(Extracted entries begins)

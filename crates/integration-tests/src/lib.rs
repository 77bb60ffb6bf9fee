//! Integration tests for the Example Store.
//!
//! Each test boots the catalog API in-process on an ephemeral port and drives
//! a [`StateContainer`](example_store_storefront::app::StateContainer)
//! against it over real HTTP.
//!
//! # Running Tests
//!
//! ```bash
//! cargo test -p example-store-integration-tests
//! ```

#![cfg_attr(not(test), forbid(unsafe_code))]

use std::net::SocketAddr;

use example_store_core::Product;
use example_store_storefront::catalog::{
    CatalogError, HttpCatalogClient, StaticCatalog, demo_products,
};
use example_store_storefront::config::StorefrontConfig;
use example_store_storefront::routes;
use example_store_storefront::state::AppState;
use tokio::net::TcpListener;
use tokio::task::JoinHandle;

/// A catalog server running on a background task.
///
/// The server stops when this is dropped.
pub struct TestServer {
    addr: SocketAddr,
    base_path: String,
    handle: JoinHandle<()>,
}

impl TestServer {
    /// Serve the five-product demo catalog under the default base path.
    ///
    /// # Errors
    ///
    /// Returns an error if no local port can be bound.
    pub async fn demo() -> std::io::Result<Self> {
        Self::spawn(demo_products(5)).await
    }

    /// Serve `products` under the default base path.
    ///
    /// # Errors
    ///
    /// Returns an error if no local port can be bound.
    pub async fn spawn(products: Vec<Product>) -> std::io::Result<Self> {
        let config = StorefrontConfig::default();
        let base_path = config.base_path.clone();
        let state = AppState::with_catalog(config, StaticCatalog::new(products));

        let listener = TcpListener::bind("127.0.0.1:0").await?;
        let addr = listener.local_addr()?;
        let app = routes::app(state);

        let handle = tokio::spawn(async move {
            if let Err(e) = axum::serve(listener, app).await {
                tracing::error!(error = %e, "Test server stopped");
            }
        });

        Ok(Self {
            addr,
            base_path,
            handle,
        })
    }

    /// Root URL of the server, e.g. `http://127.0.0.1:PORT`.
    #[must_use]
    pub fn url(&self) -> String {
        format!("http://{}", self.addr)
    }

    /// URL the store is mounted at, e.g. `http://127.0.0.1:PORT/hw/store`.
    #[must_use]
    pub fn store_url(&self) -> String {
        format!("{}{}", self.url(), self.base_path)
    }

    /// A catalog client pointed at this server.
    ///
    /// # Errors
    ///
    /// Returns an error if the store URL cannot be parsed.
    pub fn client(&self) -> Result<HttpCatalogClient, CatalogError> {
        HttpCatalogClient::new(&self.store_url())
    }
}

impl Drop for TestServer {
    fn drop(&mut self) {
        self.handle.abort();
    }
}
//! Catalog commands.

use example_store_core::ProductId;

use super::{CommandError, Store, settled};

/// Print every product, marking the ones already in the cart.
///
/// # Errors
///
/// Returns an error if the catalog cannot be fetched.
#[allow(clippy::print_stdout)]
pub async fn list(store: &Store) -> Result<(), CommandError> {
    store.load_catalog().await;
    let items = settled(store.catalog())?;

    println!("{}", store.cart_label());
    for item in items {
        let marker = if item.in_cart { " [in cart]" } else { "" };
        println!(
            "{:>4}  {:<24} {:>10}  {}{marker}",
            item.id,
            item.name,
            item.price.display(),
            item.href
        );
    }
    Ok(())
}

/// Print one product's details.
///
/// # Errors
///
/// Returns an error if the product does not exist or cannot be fetched.
#[allow(clippy::print_stdout)]
pub async fn show(store: &Store, id: ProductId) -> Result<(), CommandError> {
    store.load_product(id).await;
    let page = settled(store.product_page())?;
    let product = &page.product;

    println!("{} ({})", product.name, product.id);
    println!("  Price:       {}", product.price.display());
    println!("  Description: {}", product.description);
    println!("  Color:       {}", product.color);
    println!("  Material:    {}", product.material);
    if page.in_cart {
        println!("  In cart:     {}", page.count);
    }
    Ok(())
}
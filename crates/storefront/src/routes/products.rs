//! Catalog API handlers.

use axum::{
    Json,
    extract::{Path, State},
};
use example_store_core::{Product, ProductId, ProductSummary};
use tracing::instrument;

use crate::catalog::CatalogClient;
use crate::error::{AppError, Result};
use crate::state::AppState;

/// List every product summary.
#[instrument(skip(state))]
pub async fn index(State(state): State<AppState>) -> Result<Json<Vec<ProductSummary>>> {
    let products = state.catalog().fetch_product_summaries().await?;
    Ok(Json(products))
}

/// Show one product.
#[instrument(skip(state))]
pub async fn show(State(state): State<AppState>, Path(id): Path<String>) -> Result<Json<Product>> {
    let id: ProductId = id
        .parse()
        .map_err(|_| AppError::BadRequest(format!("invalid product id: {id}")))?;
    let product = state.catalog().fetch_product_by_id(id).await?;
    Ok(Json(product))
}
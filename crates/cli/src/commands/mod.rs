//! Command implementations.

pub mod cart;
pub mod catalog;

use std::path::Path;

use example_store_storefront::app::{Loadable, StateContainer};
use example_store_storefront::catalog::{CatalogError, HttpCatalogClient};
use example_store_storefront::storage::{FileStorage, StorageError};
use thiserror::Error;

/// The container every command drives.
pub type Store = StateContainer<HttpCatalogClient, FileStorage>;

/// Errors surfaced by CLI commands.
#[derive(Debug, Error)]
pub enum CommandError {
    #[error("catalog error: {0}")]
    Catalog(#[from] CatalogError),

    #[error("cart storage error: {0}")]
    Storage(#[from] StorageError),

    #[error("{0}")]
    Failed(String),
}

/// Build the container from the API root and data directory.
///
/// # Errors
///
/// Returns an error if the API URL is invalid or the data directory cannot be
/// created.
pub fn open(api_url: &str, data_dir: &Path) -> Result<Store, CommandError> {
    let client = HttpCatalogClient::new(api_url)?;
    let storage = FileStorage::open(data_dir)?;
    tracing::debug!(api_url, data_dir = %data_dir.display(), "Opened store");
    Ok(StateContainer::new(client, storage))
}

/// Turn a settled load into its value.
fn settled<T>(loadable: Loadable<T>) -> Result<T, CommandError> {
    match loadable {
        Loadable::Loaded(value) => Ok(value),
        Loadable::Failed(error) => Err(CommandError::Failed(error.to_string())),
        Loadable::Idle | Loadable::Loading => {
            Err(CommandError::Failed("request did not complete".to_string()))
        }
    }
}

(Extracted entries ends)

Each line of the data above containing the string "drives" is to be copied.

//! Each test boots the catalog API in-process on an ephemeral port and drives
/// The container every command drives.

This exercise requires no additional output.